The 2015 BEPS Action Plan has led to some progress including automatic exchange of tax information between countries and requiring multinational corporations to provide country-by-country reporting of their financials and profits. But these measures are inadequate and have failed to make much of a dent in the problem. Large multinational corporations around the world, from Amazon to Starbucks, can still easily avoid taxes through transfer pricing and profit shifting. This undermines public revenues, increases inequality and provides them with unfair tax advantages compared to competing small and medium-sized businesses.
We now finally have another chance to make some real progress.
This week, OECD/G20 officials meet in Paris to consider proposals for the next round of BEPS, including challenges related to the digitalization of the economy, and to present them to a wider group of over 100 nations. The January 23-24 meeting is a first step towards decisions likely to be taken at the G20 Leaders’ Summit this spring in Japan.

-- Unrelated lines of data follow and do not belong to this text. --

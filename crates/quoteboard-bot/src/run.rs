//! Bootstrap, main event loop, and graceful shutdown.
//!
//! Startup order matters: restore the registry from the snapshot before
//! any event can mutate it, verify credentials before opening the
//! gateway, and only then start the periodic flush and scheduled jobs.
//! On shutdown the flush timer stops first and one final save covers the
//! tail interval.

use std::sync::Arc;
use std::time::Duration;

use anyhow::{Context, Result};
use tracing::{error, info, warn};

use quoteboard_adapters::discord::TOKEN_ENV_VAR;
use quoteboard_adapters::{DiscordClient, Gateway, JellyfinClient};
use quoteboard_store::{GuildRegistry, Snapshotter, StoreError};

use crate::commands::Handler;
use crate::config::Config;
use crate::scheduled;

/// Run the bot until a termination signal arrives.
pub async fn run(config_path: &str) -> Result<()> {
    dotenvy::dotenv().ok();
    let config = Config::load(config_path);
    info!(
        config = config_path,
        snapshot = %config.snapshot_path.display(),
        "starting quoteboard"
    );

    let discord = DiscordClient::from_env().context("discord credentials missing")?;

    if let Some(parent) = config.snapshot_path.parent() {
        if !parent.as_os_str().is_empty() {
            std::fs::create_dir_all(parent).context("failed to create snapshot directory")?;
        }
    }

    // Restore state before anything can mutate or overwrite it. The bot
    // must not run on unknown persisted state.
    let registry = Arc::new(GuildRegistry::new());
    let snapshotter = Snapshotter::new(&config.snapshot_path, Arc::clone(&registry));
    match snapshotter.load_all() {
        Ok(guilds) => info!(guilds, "registry restored from snapshot"),
        Err(error @ StoreError::Format(_)) => {
            return Err(error).context("snapshot file is unparsable");
        }
        Err(error) => return Err(error).context("snapshot file is unreadable"),
    }

    // Verify the token and learn our own user before events flow; the
    // command surface filters self-authored events by this id.
    let me = discord
        .current_user()
        .await
        .context("discord rejected the bot token")?;
    info!(username = %me.username, "authenticated with discord");

    let flush = snapshotter.spawn_periodic(Duration::from_secs(config.flush_interval_secs));

    let jellyfin = match &config.jellyfin {
        Some(jellyfin_config) => match JellyfinClient::from_env(&jellyfin_config.base_url) {
            Ok(client) => Some(client),
            Err(error) => {
                warn!(%error, "media server features disabled");
                None
            }
        },
        None => None,
    };

    let mut jobs = Vec::new();
    if let Some(daily) = config.daily_quote.clone() {
        jobs.push(scheduled::spawn_daily_quote(
            discord.clone(),
            Arc::clone(&registry),
            daily,
        )?);
    }
    if let (Some(client), Some(jellyfin_config)) = (jellyfin.clone(), config.jellyfin.clone()) {
        jobs.push(scheduled::spawn_media_updates(
            discord.clone(),
            client,
            jellyfin_config,
        )?);
    }

    let handler = Arc::new(Handler::new(
        discord.clone(),
        Arc::clone(&registry),
        jellyfin,
        &config,
        me.id.clone(),
    ));

    let (mut events, gateway_handle) = Gateway::new(discord.token()).spawn();

    println!();
    println!("  quoteboard v{}", env!("CARGO_PKG_VERSION"));
    println!("  Bot: @{}", me.username);
    println!("  Guilds restored: {}", registry.len());
    println!("  Snapshot: {}", config.snapshot_path.display());
    println!();
    println!("  Bot is now running. Press Ctrl+C to exit.");
    println!();

    // One task per event, so a slow REST call never blocks the stream.
    loop {
        tokio::select! {
            maybe_event = events.recv() => {
                match maybe_event {
                    Some(event) => {
                        tokio::spawn(Arc::clone(&handler).handle_event(event));
                    }
                    None => {
                        error!("gateway task ended unexpectedly");
                        break;
                    }
                }
            }
            _ = tokio::signal::ctrl_c() => {
                info!("shutdown signal received");
                break;
            }
        }
    }

    // Stop the timer first, then flush once more to cover the interval
    // since the last tick.
    flush.stop().await;
    if let Err(error) = snapshotter.save_all().await {
        error!(%error, "final snapshot save failed");
    }
    for job in jobs {
        job.abort();
    }
    drop(events);
    gateway_handle.abort();

    info!("shutdown complete");
    Ok(())
}

/// Print local state without connecting anywhere.
pub fn status(config_path: &str) {
    dotenvy::dotenv().ok();
    let config = Config::load(config_path);

    println!();
    println!("  quoteboard status");
    println!("  =================");
    println!();

    if std::path::Path::new(config_path).exists() {
        println!("  Config:    OK ({config_path})");
    } else {
        println!("  Config:    MISSING ({config_path}), using defaults");
    }

    match std::fs::metadata(&config.snapshot_path) {
        Ok(meta) => println!(
            "  Snapshot:  OK ({}, {} bytes)",
            config.snapshot_path.display(),
            meta.len()
        ),
        Err(_) => println!(
            "  Snapshot:  NOT CREATED YET ({})",
            config.snapshot_path.display()
        ),
    }

    match std::env::var(TOKEN_ENV_VAR) {
        Ok(token) if !token.is_empty() => println!("  Discord:   TOKEN SET"),
        _ => println!("  Discord:   TOKEN NOT SET (export {TOKEN_ENV_VAR})"),
    }

    match &config.daily_quote {
        Some(daily) => println!("  Daily quote: {} -> channel {}", daily.schedule, daily.channel_id),
        None => println!("  Daily quote: disabled"),
    }
    match &config.jellyfin {
        Some(jellyfin) => println!(
            "  Media updates: {} -> {} channel(s)",
            jellyfin.schedule,
            jellyfin.channels.len()
        ),
        None => println!("  Media updates: disabled"),
    }

    println!();
}
// ═══════════════════════════════════════════════════════════════════════
//  QuoteStore
// ═══════════════════════════════════════════════════════════════════════

/// One guild's quote collection.
///
/// All fields live behind a single mutex; each operation holds it for the
/// whole logical step so create/delete are atomic with respect to every
/// other operation on the same store. No operation performs I/O while
/// holding the lock.
#[derive(Debug, Default)]
pub struct QuoteStore {
    inner: Mutex<StoreInner>,
}

#[derive(Debug, Default)]
struct StoreInner {
    /// Slot arena. Indices are stable public quote numbers.
    records: Vec<QuoteRecord>,
    /// Lower-cased author name → live slot indices, insertion order.
    author_index: HashMap<String, Vec<usize>>,
    /// Tombstoned slots available for reuse, oldest first.
    free_slots: VecDeque<usize>,
}

impl QuoteStore {
    /// Create an empty store.
    pub fn new() -> Self {
        Self::default()
    }

    fn inner(&self) -> MutexGuard<'_, StoreInner> {
        // Recover the guard on poisoning; no operation leaves the data
        // inconsistent mid-lock.
        self.inner.lock().unwrap_or_else(PoisonError::into_inner)
    }

    /// Insert a quote, reusing the oldest tombstoned slot if one exists,
    /// otherwise appending. Returns the assigned slot index.
    ///
    /// Never fails; the caller owns any user-visible acknowledgement.
    #[instrument(skip(self, new), fields(author = %new.author))]
    pub fn create(&self, new: NewQuote) -> usize {
        let key = new.author.to_lowercase();
        let record = QuoteRecord {
            text: new.text,
            attachment_urls: new.attachment_urls,
            author: new.author,
            user_id: new.user_id,
            tombstoned: false,
        };

        let mut inner = self.inner();
        let index = match inner.free_slots.pop_front() {
            Some(slot) => {
                inner.records[slot] = record;
                slot
            }
            None => {
                inner.records.push(record);
                inner.records.len() - 1
            }
        };
        inner.author_index.entry(key).or_default().push(index);

        debug!(index, "quote created");
        index
    }

    /// Tombstone the quote at `index` and queue the slot for reuse.
    ///
    /// Fails with `NotFound` if `index` is out of range or the slot is
    /// already tombstoned; a repeated delete must not enqueue the slot
    /// twice.
    #[instrument(skip(self))]
    pub fn delete(&self, index: usize) -> StoreResult<()> {
        let mut inner = self.inner();
        let key = match inner.records.get(index) {
            Some(record) if !record.tombstoned => record.author.to_lowercase(),
            _ => return Err(StoreError::quote_not_found(index)),
        };

        // Full scan of the author's list; insertion order is the only
        // ordering guarantee it carries.
        if let Some(indices) = inner.author_index.get_mut(&key) {
            indices.retain(|&i| i != index);
            if indices.is_empty() {
                inner.author_index.remove(&key);
            }
        }

        inner.records[index] = QuoteRecord::tombstone();
        inner.free_slots.push_back(index);

        debug!(index, "quote deleted");
        Ok(())
    }

    /// Fetch the record at `index`, tombstoned or not. Callers decide how
    /// to render a tombstoned result.
    pub fn get(&self, index: usize) -> StoreResult<QuoteRecord> {
        self.inner()
            .records
            .get(index)
            .cloned()
            .ok_or_else(|| StoreError::quote_not_found(index))
    }

    /// Pick a uniformly random live quote.
    ///
    /// Tombstoned slots stay in the sampling space and are rejected after
    /// the fact, so heavily-deleted stores under-serve random picks; after
    /// [`MAX_RANDOM_ATTEMPTS`] consecutive misses the result is `Empty`,
    /// indistinguishable from a store with no quotes at all.
    pub fn random(&self) -> StoreResult<(usize, QuoteRecord)> {
        let inner = self.inner();
        if inner.records.is_empty() {
            return Err(StoreError::Empty);
        }

        let mut rng = rand::thread_rng();
        for _ in 0..MAX_RANDOM_ATTEMPTS {
            let index = rng.gen_range(0..inner.records.len());
            let record = &inner.records[index];
            if !record.tombstoned {
                return Ok((index, record.clone()));
            }
        }
        Err(StoreError::Empty)
    }

    /// Pick a uniformly random quote by author display name,
    /// case-insensitively. Every index in the author index is live, so no
    /// resampling is needed.
    pub fn random_by_author(&self, author: &str) -> StoreResult<(usize, QuoteRecord)> {
        let key = author.to_lowercase();
        let inner = self.inner();
        let indices = inner
            .author_index
            .get(&key)
            .filter(|indices| !indices.is_empty())
            .ok_or_else(|| StoreError::author_not_found(author))?;

        let index = indices[rand::thread_rng().gen_range(0..indices.len())];
        Ok((index, inner.records[index].clone()))
    }

    /// The live record in the highest-numbered slot, if any.
    ///
    /// Used by the create-from-reaction dedup guard to compare a proposed
    /// quote against the latest saved one.
    pub fn most_recent_live(&self) -> StoreResult<QuoteRecord> {
        self.inner()
            .records
            .iter()
            .rev()
            .find(|record| !record.tombstoned)
            .cloned()
            .ok_or(StoreError::Empty)
    }

    /// Iterate live quotes in ascending index order.
    ///
    /// The sequence is snapshotted under the lock and consumed without it,
    /// so it stays valid however long the caller takes; call again to
    /// restart. Intended for bulk export.
    pub fn iter_live(&self) -> impl Iterator<Item = (usize, QuoteRecord)> {
        let live: Vec<(usize, QuoteRecord)> = self
            .inner()
            .records
            .iter()
            .enumerate()
            .filter(|(_, record)| !record.tombstoned)
            .map(|(index, record)| (index, record.clone()))
            .collect();
        live.into_iter()
    }

    /// Total slot count, tombstones included.
    pub fn len(&self) -> usize {
        self.inner().records.len()
    }

    /// Whether the store has no slots at all.
    pub fn is_empty(&self) -> bool {
        self.inner().records.is_empty()
    }

    // ── snapshot support ─────────────────────────────────────────────

    /// Copy the full store state for serialization. Holds the lock only
    /// for the copy; the caller writes to disk after release.
    pub fn export(&self) -> GuildSnapshot {
        let inner = self.inner();
        GuildSnapshot {
            records: inner.records.clone(),
            author_index: inner.author_index.clone(),
            free_slots: inner.free_slots.clone(),
        }
    }

    /// Rebuild a store from a deserialized snapshot.
    pub fn from_snapshot(snapshot: GuildSnapshot) -> Self {
        Self {
            inner: Mutex::new(StoreInner {
                records: snapshot.records,
                author_index: snapshot.author_index,
                free_slots: snapshot.free_slots,
            }),
        }
    }
}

The deficiencies of the 2015 BEPS action plan have led a number of countries to propose stop-gap measures to collect more taxes from multinational corporations, but these—including the ones being considered by the OECD—are all ultimately inadequate.
This is a unique opportunity for Canada and other countries to urge the OECD to move away from our easily abused transfer pricing system and instead towards unitary taxation of multinational corporations. The Independent Commission for the International Reform of Corporate Taxation (ICRIT)—which includes Nobel prize-winning economist Joseph Stiglitz, former Finance Ministers and other experts—has just published an excellent report,, BEPS 2.0: What the OECD BEPS has achieved and what real reform should look like, outlining how countries can move to a system where multinational corporations are taxed fairly.
Unitary taxation of multinationals would allocate profits to different countries using a formula reflecting their economic activities (such as portion of sales, employment or other factors). Together with a global minimum effective tax rate, this system would significantly reduce the use of tax havens and result in fair taxation of multinationals with a just allocation of taxing rights between nations. Canada, the United States, Germany and other countries with federal structures use exactly these types of formulas to allocate corporate income for tax purposes between provincesand states, so corporations can’t easily avoid taxes within these countries, as they can internationally.
While a global agreement on this (and establishing a global minimum corporate tax rate) would be preferable, there is no reason why individual countries—including Canada—couldn’t move forward on their own, by applying taxes using similar formulas to multinationals operating and selling products within their borders.
Analysis by the IMF shows that a formula using sales and employment to apportion the taxable income of multinational corporations would lead to very significant increases in tax revenues available to both advanced and developing countries.
While it may be months before world leaders look at the next stage of reforms, Canada now has a chance to step up and lead the way in implementing progressive tax structures that benefit everyone.